Senator of the Philippines from the 12th district
- In office 2 June 1931 – 5 June 1934 Serving with Jamalul Kiram II
- Appointed by: Dwight F. Davis
- Preceded by: Hadji Butu
- Succeeded by: Juan Gaerlan

11th Governor of Capiz
- In office 1947–1951
- Preceded by: Cornelio Villareal
- Succeeded by: Eduardo Abalo

Personal details
- Born: September 2, 1885 Dumarao, Capiz, Captaincy General of the Philippines
- Died: 1962 (aged 76–77)
- Party: Nacionalista
- Spouse: Concepcion Mapa

= Ludovico Hidrosollo =

Ludovico Advíncula Hidrosollo (September 2, 1885 – 1962) was a Filipino politician.

==Biography==
Ludovico Hidrosollo was born on September 2, 1885, in Dumarao, Capiz. Hidrosollo studied agriculture at the University of Michigan at the expense of the US government. He returned to the Philippines in 1908 and became the first Filipino teacher in Dumarao. He was later promoted to supervising teacher in Ilog in Negros Occidental. In 1922, he was appointed Director of Non-Christian Tribes by Governor General Leonard Wood.

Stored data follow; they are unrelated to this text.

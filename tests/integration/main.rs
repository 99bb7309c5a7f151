//! Integration test entry point

mod api_tests;
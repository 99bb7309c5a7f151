//! Users repository for database operations

use sqlx::{Pool, Postgres};

use crate::{
    error::{AppError, AppResult},
    models::user::{Signup, UpdateProfile, User, UserRole},
};

#[derive(Clone)]
pub struct UsersRepository {
    pool: Pool<Postgres>,
}

impl UsersRepository {
    pub fn new(pool: Pool<Postgres>) -> Self {
        Self { pool }
    }

    /// Get user by ID
    pub async fn get_by_id(&self, id: i32) -> AppResult<User> {
        sqlx::query_as::<_, User>("SELECT * FROM users WHERE user_id = $1")
            .bind(id)
            .fetch_optional(&self.pool)
            .await?
            .ok_or_else(|| AppError::NotFound(format!("User with id {} not found", id)))
    }

    /// Get user by email (primary authentication method)
    pub async fn get_by_email(&self, email: &str) -> AppResult<Option<User>> {
        let user =
            sqlx::query_as::<_, User>("SELECT * FROM users WHERE LOWER(email) = LOWER($1)")
                .bind(email)
                .fetch_optional(&self.pool)
                .await?;
        Ok(user)
    }

    /// Check if email already exists
    pub async fn email_exists(&self, email: &str, exclude_id: Option<i32>) -> AppResult<bool> {
        let exists: bool = if let Some(id) = exclude_id {
            sqlx::query_scalar(
                "SELECT EXISTS(SELECT 1 FROM users WHERE LOWER(email) = LOWER($1) AND user_id != $2)",
            )
            .bind(email)
            .bind(id)
            .fetch_one(&self.pool)
            .await?
        } else {
            sqlx::query_scalar("SELECT EXISTS(SELECT 1 FROM users WHERE LOWER(email) = LOWER($1))")
                .bind(email)
                .fetch_one(&self.pool)
                .await?
        };
        Ok(exists)
    }

    /// Create a new user with an already-hashed password
    pub async fn create(&self, signup: &Signup, password_hash: &str, role: UserRole) -> AppResult<User> {
        sqlx::query_as::<_, User>(
            r#"
            INSERT INTO users (first_name, last_name, email, password_hash, role, registration_date)
            VALUES ($1, $2, $3, $4, $5, CURRENT_DATE)
            RETURNING *
            "#,
        )
        .bind(&signup.first_name)
        .bind(&signup.last_name)
        .bind(&signup.email)
        .bind(password_hash)
        .bind(role)
        .fetch_one(&self.pool)
        .await
        .map_err(|e| AppError::conflict_on_unique(e, "A user with this email already exists"))
    }

    /// Update a user's own profile; `password_hash` replaces the stored hash
    /// when the caller changed their password.
    pub async fn update_profile(
        &self,
        id: i32,
        profile: &UpdateProfile,
        password_hash: Option<String>,
    ) -> AppResult<User> {
        sqlx::query_as::<_, User>(
            r#"
            UPDATE users
            SET first_name = $2,
                last_name = $3,
                email = $4,
                password_hash = COALESCE($5, password_hash)
            WHERE user_id = $1
            RETURNING *
            "#,
        )
        .bind(id)
        .bind(&profile.first_name)
        .bind(&profile.last_name)
        .bind(&profile.email)
        .bind(password_hash)
        .fetch_optional(&self.pool)
        .await
        .map_err(|e| AppError::conflict_on_unique(e, "A user with this email already exists"))?
        .ok_or_else(|| AppError::NotFound(format!("User with id {} not found", id)))
    }

    /// List all users, newest first
    pub async fn list(&self) -> AppResult<Vec<User>> {
        let users = sqlx::query_as::<_, User>(
            "SELECT * FROM users ORDER BY registration_date DESC, user_id DESC",
        )
        .fetch_all(&self.pool)
        .await?;
        Ok(users)
    }

    /// Delete a user and their closed loan/fine history in one transaction.
    ///
    /// Fails with `HasOpenLoans` while the user still holds any book.
    pub async fn delete(&self, id: i32) -> AppResult<()> {
        let mut tx = self.pool.begin().await?;

        let locked: Option<i32> =
            sqlx::query_scalar("SELECT user_id FROM users WHERE user_id = $1 FOR UPDATE")
                .bind(id)
                .fetch_optional(&mut *tx)
                .await?;
        if locked.is_none() {
            return Err(AppError::NotFound(format!("User with id {} not found", id)));
        }

        let open_loans: i64 = sqlx::query_scalar(
            "SELECT COUNT(*) FROM loans WHERE user_id = $1 AND return_date IS NULL",
        )
        .bind(id)
        .fetch_one(&mut *tx)
        .await?;
        if open_loans > 0 {
            return Err(AppError::HasOpenLoans(format!(
                "User has {} open loan(s) and cannot be deleted",
                open_loans
            )));
        }

        sqlx::query(
            "DELETE FROM fines WHERE loan_id IN (SELECT loan_id FROM loans WHERE user_id = $1)",
        )
        .bind(id)
        .execute(&mut *tx)
        .await?;

        sqlx::query("DELETE FROM loans WHERE user_id = $1")
            .bind(id)
            .execute(&mut *tx)
            .await?;

        sqlx::query("DELETE FROM users WHERE user_id = $1")
            .bind(id)
            .execute(&mut *tx)
            .await?;

        tx.commit().await?;
        Ok(())
    }

    /// Count registered users
    pub async fn count(&self) -> AppResult<i64> {
        let count: i64 = sqlx::query_scalar("SELECT COUNT(*) FROM users")
            .fetch_one(&self.pool)
            .await?;
        Ok(count)
    }

    /// Check whether any admin account exists
    pub async fn admin_exists(&self) -> AppResult<bool> {
        let exists: bool =
            sqlx::query_scalar("SELECT EXISTS(SELECT 1 FROM users WHERE role = 'admin')")
                .fetch_one(&self.pool)
                .await?;
        Ok(exists)
    }
}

In 1931, Hidrosollo was appointed to the Senate of the Philippines by Governor General Dwight F. Davis to represent the 12th district comprising the non-Christian majority regions of the Cordilleras and Mindanao, serving until 1934. During this period he also served on the board of trustees of the University of the Philippines. In 1947, Hidrosollo was elected governor of Capiz, serving until 1951.

Hidrosollo died in 1962. He was married to Concepcion Mapa.